With the Basketball Hall of Fame enshrining the 2015 class in about a week, we take a look at Robert Horry, a polarizing case that should be looked at extensively. He is the winningest team player in recent memory, but his individual accolades and statistics make him a very interesting case for Hall of Fame consideration.
THE CASE FOR:
Horry won 7 NBA titles. That’s the most among any player that wasn’t on the 1950s-60s Celtics. He won two championships with the Rockets (1994, 1995), three with the Lakers (2000, 2001, 2002) and two with the Spurs (2005, 2007).
Horry played 16 seasons and made the playoffs in every one of his seasons. The only other players to play as many seasons (or more) and make the playoffs in every year are John Stockton, Karl Malone and Tim Duncan.
Horry played his best in big games. He earned the nickname “Big Shot Rob” for one clutch shot after another.
His top 10 playoff moments (from NBA TV): https://www.youtube.com/watch?v=s0gWflbw_E4
THE CASE AGAINST:
Horry played in 1107 career games, and started only 43.3% of those games. Are you a Hall of Famer if you can’t crack the starting lineup on your own team? He was not an individual star as his career regular season scoring average of 7.0 points per game suggests.
Horry was inefficient.
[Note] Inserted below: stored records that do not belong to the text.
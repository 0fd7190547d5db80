//! Per-scenario outcomes and their console rendering.

use std::fmt::Write as _;

use benchdiff_core::{BenchError, ComparisonResult, RevisionPair};

/// How a scenario ended.
#[derive(Debug, Clone, PartialEq)]
pub enum ScenarioOutcome {
    Completed(ComparisonResult),
    Failed(BenchError),
}

/// One scenario's entry in the run report.
#[derive(Debug, Clone, PartialEq)]
pub struct ScenarioReport {
    pub scenario: String,
    pub revisions: RevisionPair,
    pub outcome: ScenarioOutcome,
}

impl ScenarioReport {
    pub fn result(&self) -> Option<&ComparisonResult> {
        match &self.outcome {
            ScenarioOutcome::Completed(result) => Some(result),
            ScenarioOutcome::Failed(_) => None,
        }
    }

    pub fn error(&self) -> Option<&BenchError> {
        match &self.outcome {
            ScenarioOutcome::Completed(_) => None,
            ScenarioOutcome::Failed(err) => Some(err),
        }
    }

    pub fn is_regression(&self) -> bool {
        self.result()
            .is_some_and(|result| result.classification.is_regression())
    }
}

/// Render the human-readable block for one scenario.
pub fn render_text(report: &ScenarioReport) -> String {
    let mut out = String::new();
    let _ = writeln!(
        out,
        "Benchmark - {} ({}) vs {}",
        report.scenario, report.revisions.old, report.revisions.new
    );
    match &report.outcome {
        ScenarioOutcome::Completed(result) => {
            let _ = writeln!(
                out,
                "FPS: {:.2} (old) | {:.2} (new)",
                result.old_fps, result.new_fps
            );
            let _ = writeln!(out, "Change: {:+.2}%", result.percentage_change);
            let _ = writeln!(out, "{}", result.classification.headline());
        }
        ScenarioOutcome::Failed(err) => {
            let _ = writeln!(out, "Skipped: {err}");
        }
    }
    out.push_str("------\n");
    out
}

/// Whether any scenario regressed.
pub fn has_regressions(reports: &[ScenarioReport]) -> bool {
    reports.iter().any(ScenarioReport::is_regression)
}

/// Number of scenarios that did not complete.
pub fn failed_count(reports: &[ScenarioReport]) -> usize {
    reports
        .iter()
        .filter(|report| report.error().is_some())
        .count()
}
He never shot at least 50% from the field and his PER was below the league average in each of his 16 regular seasons. His career efficiency rating is 10.7% less than the league average.
Peter Newmann is an analyst and writer who spent 10 years at ESPN, 8 as the NBA senior researcher working 24/7 on the league. He wrote game notes for crews, articles for ESPN.com, analysis for studio shows, and regularly assisted reporters and writers. Follow him on Twitter, and check out his Web site, www.peternewmann.com.
AJ says
How can Horry be a Hall of Famer when the Hall of Fame itself isn’t even a legitimate Hall of Fame. That thing is a joke. The process is top-secret, nobody knows who votes, it’s not an NBA Hall of Fame, people that have absolutely no business being in there are in there, overseas players few people have heard of and women (come on) that wouldn’t have been top players in a pickup game at the local Jewish Community Center are in there. And then there’s the ridiculous “contributor” category. And stupid things like the induction of the 1960 and 1992 USA Olympic teams. Not the players. The teams. And it’s not exclusive to this particular Hall of Fame, but there’s the slew of obvious steroid-pumped 80s and 90s players in there, and soon the steroid-pumped 00s players. And then there are the inducted players that were very good in college, but massive disappointments in the pros. They’re in there.
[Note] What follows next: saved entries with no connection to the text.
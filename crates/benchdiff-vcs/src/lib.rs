//! Version-control seam and workspace isolation for benchdiff.
//!
//! - [`VersionControl`]: the operations the harness needs from a VCS
//! - [`GitCli`]: implementation that shells out to `git`
//! - [`WorkspaceGuard`] / [`run_isolated`]: stash, check out, run, restore
//! - [`resolve_revisions`]: pick the old/new revisions before any mutation

mod git;
mod guard;
mod revisions;
mod traits;

pub use git::GitCli;
pub use guard::{WorkspaceGuard, run_isolated};
pub use revisions::{DEFAULT_NEW_REVISION, DEFAULT_OLD_REVISION, RevisionRequest, resolve_revisions};
pub use traits::VersionControl;
//! Version-control trait used by the workspace guard.

use benchdiff_core::{BenchError, Revision};

/// Operations the harness performs on the repository holding the code under
/// test.
///
/// Every method blocks until the underlying operation completes. At most one
/// call is in flight at a time.
pub trait VersionControl {
    /// Resolve a revision expression (`HEAD`, `HEAD~1`, `HEAD@{1}`, a hash)
    /// to a short identifier.
    fn resolve(&mut self, spec: &str) -> Result<Revision, BenchError>;

    /// Save uncommitted changes under `label`.
    ///
    /// Returns `true` if an entry was created, `false` when there was nothing
    /// to save.
    fn stash_push(&mut self, label: &str) -> Result<bool, BenchError>;

    /// Reapply and drop the most recent stash entry.
    fn stash_pop(&mut self) -> Result<(), BenchError>;

    /// Move the working tree to `revision`, discarding local modifications.
    fn force_checkout(&mut self, revision: &Revision) -> Result<(), BenchError>;
}

impl<V: VersionControl + ?Sized> VersionControl for &mut V {
    fn resolve(&mut self, spec: &str) -> Result<Revision, BenchError> {
        (**self).resolve(spec)
    }

    fn stash_push(&mut self, label: &str) -> Result<bool, BenchError> {
        (**self).stash_push(label)
    }

    fn stash_pop(&mut self) -> Result<(), BenchError> {
        (**self).stash_pop()
    }

    fn force_checkout(&mut self, revision: &Revision) -> Result<(), BenchError> {
        (**self).force_checkout(revision)
    }
}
To top it all off, so many media people don’t know that it’s not an NBA Hall of Fame in the first place. In fact, it’s a purported Hall of Fame of anything and everything that ever touched a basketball, be it high school, college, women, men, overseas, sportswriting, the Olympics, in a front office, in ownership, entire teams, and on and on and on.
That place is a joke. A travesty. But the NBA is terrified to alienate a single consumer or any group and wants to open every networking business opportunity they can, so they’ll never create their own Hall of Fame. It’s like putting filet mignon on top of a shrimp cocktail and then dropping on top two scoops of chocolate ice cream. Just because they’re all a quality food doesn’t mean it’s acceptable to be lumped together all in one dish.
So Robert Horry made some clutch shots at the right time and happened to be fortunate enough to be a member of NBA title teams even though overall he was a mediocre player? Sure, why not, put him in there. If the All American Red Heads are preposterously deemed worthy enough to be inducted, then why not Horry. Hell, everybody is afraid to alienate anybody these days, even the folks at basketball-reference.com don’t have the guts to call him what his Spurs teammates nicknamed him, Big Shot Bob. Nope, he never liked “Bob,” so he wanted it changed to Big Shot Rob. So that’s what the site and an entire weak-kneed basketball media now pretends the nickname was, Big Shot Rob. Even the nicknames aren’t authentic anymore.